• _Problem requirements_: Please filter the entries for the word "layout" and copy every line that has it.

(Stored items)

>>>

//! First-run initialization. A store without a day start offset is considered
//! uninitialized and gets the full default layout; anything already present
//! is never overwritten.

use anyhow::Result;
use chrono::{DateTime, FixedOffset, Utc};
use serde_json::Value;
use tracing::info;

use crate::{
    storage::{
        schema::{self, keys, StorageMap, Summary, TimerMode, Today, OPTION_KEYS},
        store::KeyValueStore,
    },
    utils::clock::Clock,
};

use super::{
    alerts::next_alert_at,
    calendar::{next_day_starts_at, today_for},
};

pub async fn ensure_initialized(store: &impl KeyValueStore, clock: &impl Clock) -> Result<()> {
    let existing = store.get_all().await?;
    if existing.contains_key(keys::DAY_START_OFFSET) {
        return Ok(());
    }
    info!("Uninitialized storage, writing the default layout");
    store
        .set(initial_storage(existing, clock.time(), clock.local_offset())?)
        .await
}

/// Deletes every tally and summary but keeps the user options, then lays the
/// defaults back down.
pub async fn reset_all_data(store: &impl KeyValueStore, clock: &impl Clock) -> Result<()> {
    let options = store.get(&OPTION_KEYS).await?;
    store.clear().await?;
    store
        .set(initial_storage(options, clock.time(), clock.local_offset())?)
        .await
}

/// Fills in every missing value of the storage layout. Existing entries win
/// over defaults, except `nextDayStartsAt` which is always recomputed from
/// `today` and the offset.
pub fn initial_storage(
    existing: StorageMap,
    now: DateTime<Utc>,
    tz: FixedOffset,
) -> Result<StorageMap> {
    let mut storage = existing;

    let simple_defaults: [(&str, Value); 8] = [
        (keys::BUTTON_BADGE_TOTAL, false.into()),
        (keys::NOTIFICATIONS_ON, false.into()),
        (keys::NOTIFICATIONS_RATE, 60.into()),
        (keys::DAY_START_OFFSET, 0.into()),
        (keys::WHITELIST, Value::Array(vec![])),
        (keys::TIMER_MODE, schema::encode(&TimerMode::default())?),
        (keys::TOTAL_SECS, 0.0.into()),
        (keys::DAYS, Value::Array(vec![])),
    ];
    for (key, value) in simple_defaults {
        storage.entry(key.to_owned()).or_insert(value);
    }

    let options = schema::options_from(&storage);

    if !storage.contains_key(keys::NEXT_ALERT_AT) {
        let total_secs = schema::get_f64(&storage, keys::TOTAL_SECS).unwrap_or(0.0);
        storage.insert(
            keys::NEXT_ALERT_AT.into(),
            next_alert_at(options.notifications_rate, total_secs).into(),
        );
    }

    let day_num = match schema::decode::<Today>(&storage, keys::TODAY)? {
        Some(today) => today.day_num,
        None => {
            let today = today_for(now, options.day_start_offset, tz);
            let day_num = today.day_num;
            storage.insert(keys::TODAY.into(), schema::encode(&today)?);
            day_num
        }
    };
    storage.insert(
        keys::NEXT_DAY_STARTS_AT.into(),
        next_day_starts_at(day_num, options.day_start_offset, tz).into(),
    );

    if !storage.contains_key(keys::PAST_7_DAY_SUM) {
        storage.insert(
            keys::PAST_7_DAY_SUM.into(),
            schema::encode(&Summary::empty_week())?,
        );
    }
    if !storage.contains_key(keys::WEEK_SUMS) {
        storage.insert(
            keys::WEEK_SUMS.into(),
            schema::encode(&vec![Summary::empty_week(); 10])?,
        );
    }
    if !storage.contains_key(keys::MONTH_SUMS) {
        storage.insert(
            keys::MONTH_SUMS.into(),
            schema::encode(&vec![Summary::empty_month(); 6])?,
        );
    }

    Ok(storage)
}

<<<

• _Answer space_:
//! uninitialized and gets the full default layout; anything already present
    info!("Uninitialized storage, writing the default layout");
/// Fills in every missing value of the storage layout. Existing entries win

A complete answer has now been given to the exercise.